Jack was especially bothered by a particular verse in Psalms:
The wicked are defiant from birth; the liars go astray from the womb. Psalms 58:4
“What does this verse mean?” he questioned. “How can David suggest that people have no control over their own moral character, but are instead predetermined to be either wicked or truthful from birth? Don’t we all have the potential to grow and change throughout our lives?”
What did David mean when he wrote this verse?
The biblical commentator Rashi has an answer for Jack.
In his commentary on Psalm 58 Rashi wrote, “From their mother’s womb they become strangers to God.” Rashi compares this to Esau before he was born, as described in Genesis.
But the children struggled in her womb, and she said, “If so, why do I exist?” She went to inquire of Hashem, Genesis 25:22
There, Rashi explains even further:
“When she [Rachel] was passing by the gates of the Torah academy of Shem, the fetal Yaakov pushed to get out. But when she passed by a place of idolatry, fetal Esau pushed to get out. One after the other, they were fighting with each.”
This seems to be saying that our very nature is established even before we are born. Is Rashi implying that we do not have free will and our fate is preordained?
The Artscroll Tehillim offers an explanation:
“This verse does not mean that man’s fate is preordained, and beyond his control. Although everyone has free will to choose between good and evil, he is also born with certain tendencies that hinder his ability to choose good. The challenge is to overcome these obstacles. Some have physical handicaps, others have social or economic ones. The people described here (Psalms 58:4) had evil tendencies, which made it difficult for them to think objectively. Nevertheless, by applying themselves to the task, they could have achieved righteousness.”

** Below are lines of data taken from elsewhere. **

//! Game settings and configuration errors.
//!
//! `Settings` bundles everything that varies per game setup: board size and
//! terrain card counts per player count, placement allowances per building
//! kind, economy costs, and display names for the card text renderers.
//! Settings deserialize from JSON with every field defaulting to the base
//! game, so a settings file only needs to name its overrides.

use serde::Deserialize;
use thiserror::Error;

use crate::board::card::{BuildingKind, CellKind};
use crate::board::mask::BoardStyle;

/// The maximum number of players the base game supports.
pub const MAX_PLAYERS: usize = 4;

/// Fatal game-setup errors. None of these are recoverable mid-game; a setup
/// front end should surface the message and abort.
#[derive(Debug, Error, PartialEq, Eq)]
pub enum ConfigError {
    #[error("unsupported board: size {size} with style {}", .style.name())]
    UnsupportedBoard { size: usize, style: BoardStyle },

    #[error("unsupported player count {0}, expected 1-{MAX_PLAYERS}")]
    UnsupportedPlayerCount(usize),

    #[error("board size {size} does not match the generated card count {cards}")]
    CardCountMismatch { size: usize, cards: usize },
}

/// Game settings.
///
/// Per-player-count tables are indexed by `player_count - 1`.
#[derive(Debug, Clone, Deserialize)]
#[serde(default)]
pub struct Settings {
    /// Active-cell board size per player count.
    pub board_sizes: [usize; MAX_PLAYERS],
    /// Industry card count per player count.
    pub industry_cards: [usize; MAX_PLAYERS],
    /// Farm card count per player count.
    pub farm_cards: [usize; MAX_PLAYERS],
    /// Residential card count per player count.
    pub residential_cards: [usize; MAX_PLAYERS],

    /// Terrain kinds a buy market may be placed on.
    pub buy_market_allowed_on: Vec<CellKind>,
    /// Terrain kinds a sell market may be placed on.
    pub sell_market_allowed_on: Vec<CellKind>,
    /// Terrain kinds a process building may be placed on.
    pub process_allowed_on: Vec<CellKind>,
    /// Terrain kinds a headquarters may be placed on.
    pub hq_allowed_on: Vec<CellKind>,

    /// Per-turn upkeep charged for each employee.
    pub employee_cost: i32,
    /// Per-turn upkeep charged for each placed building.
    pub building_cost: i32,
    /// Capital each player starts the game with.
    pub starting_capital: i32,
    /// Number of rounds in a full game.
    pub turns_per_game: u32,

    /// Display name for buy-market cards.
    pub buy_card_name: String,
    /// Display name for sell-market cards.
    pub sell_card_name: String,
    /// Display name for process cards.
    pub process_card_name: String,
}

impl Default for Settings {
    fn default() -> Self {
        Settings {
            board_sizes: [12, 16, 20, 24],
            industry_cards: [4, 6, 8, 10],
            farm_cards: [4, 5, 6, 7],
            residential_cards: [4, 5, 6, 7],
            buy_market_allowed_on: vec![CellKind::Farm],
            sell_market_allowed_on: vec![CellKind::Residential],
            process_allowed_on: vec![CellKind::Industry],
            hq_allowed_on: vec![CellKind::Industry, CellKind::Residential, CellKind::Farm],
            employee_cost: 1,
            building_cost: 1,
            starting_capital: 10,
            turns_per_game: 12,
            buy_card_name: "Wheat Market".to_string(),
            sell_card_name: "Bread Market".to_string(),
            process_card_name: "Factory".to_string(),
        }
    }
}

impl Settings {
    /// Parses settings from a JSON document. Missing fields take defaults.
    pub fn from_json(json: &str) -> Result<Settings, serde_json::Error> {
        serde_json::from_str(json)
    }

    /// Returns the board size for a player count.
    pub fn board_size(&self, players: usize) -> Result<usize, ConfigError> {
        if players == 0 || players > MAX_PLAYERS {
            return Err(ConfigError::UnsupportedPlayerCount(players));
        }
        Ok(self.board_sizes[players - 1])
    }

    /// Returns the terrain card count of `kind` for a player count.
    pub fn card_count(&self, kind: CellKind, players: usize) -> Result<usize, ConfigError> {
        if players == 0 || players > MAX_PLAYERS {
            return Err(ConfigError::UnsupportedPlayerCount(players));
        }
        let table = match kind {
            CellKind::Industry => &self.industry_cards,
            CellKind::Farm => &self.farm_cards,
            CellKind::Residential => &self.residential_cards,
        };
        Ok(table[players - 1])
    }

    /// Returns the terrain kinds `kind` may be placed on under these settings.
    pub fn allowed_on(&self, kind: BuildingKind) -> &[CellKind] {
        match kind {
            BuildingKind::None => &[],
            BuildingKind::BuyMarket => &self.buy_market_allowed_on,
            BuildingKind::SellMarket => &self.sell_market_allowed_on,
            BuildingKind::Process => &self.process_allowed_on,
            BuildingKind::Hq => &self.hq_allowed_on,
        }
    }

    /// Returns the display name for a building kind.
    pub fn card_name(&self, kind: BuildingKind) -> &str {
        match kind {
            BuildingKind::None => "Empty",
            BuildingKind::BuyMarket => &self.buy_card_name,
            BuildingKind::SellMarket => &self.sell_card_name,
            BuildingKind::Process => &self.process_card_name,
            BuildingKind::Hq => "HQ",
        }
    }
}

This has been supported by studies in psychology, which asks the question of nature versus nurture regarding addiction. The American Addictions Centers wrote:
“It is true that some people may have a genetic predisposition to addiction, also known as a substance use disorder (SUD), a medical condition defined by the uncontrollable use of substances despite the negative consequences. However, having a genetic predisposition doesn’t mean that those individuals are guaranteed to develop an addiction. Genetics is just one part of the many factors that can impact your overall risk. Even if you or a family member are struggling with addiction, hereditary factors are not a life sentence, and you can get help to take back control of your life so you can start the path of recovery…In general, genes are thought to account for about half of a person’s risk of addiction.”
Each of us has our own inate tendencies which lead to our own unique struggles. Some are harder to overcome than others, which may seem unfair. But even though they sometimes seem like an internal force that is out of our control, we each have the ability to overcome these compulsions. We are born with inclinations for good and for bad. But nothing is preordained, especially not giving in to our evil inclinations.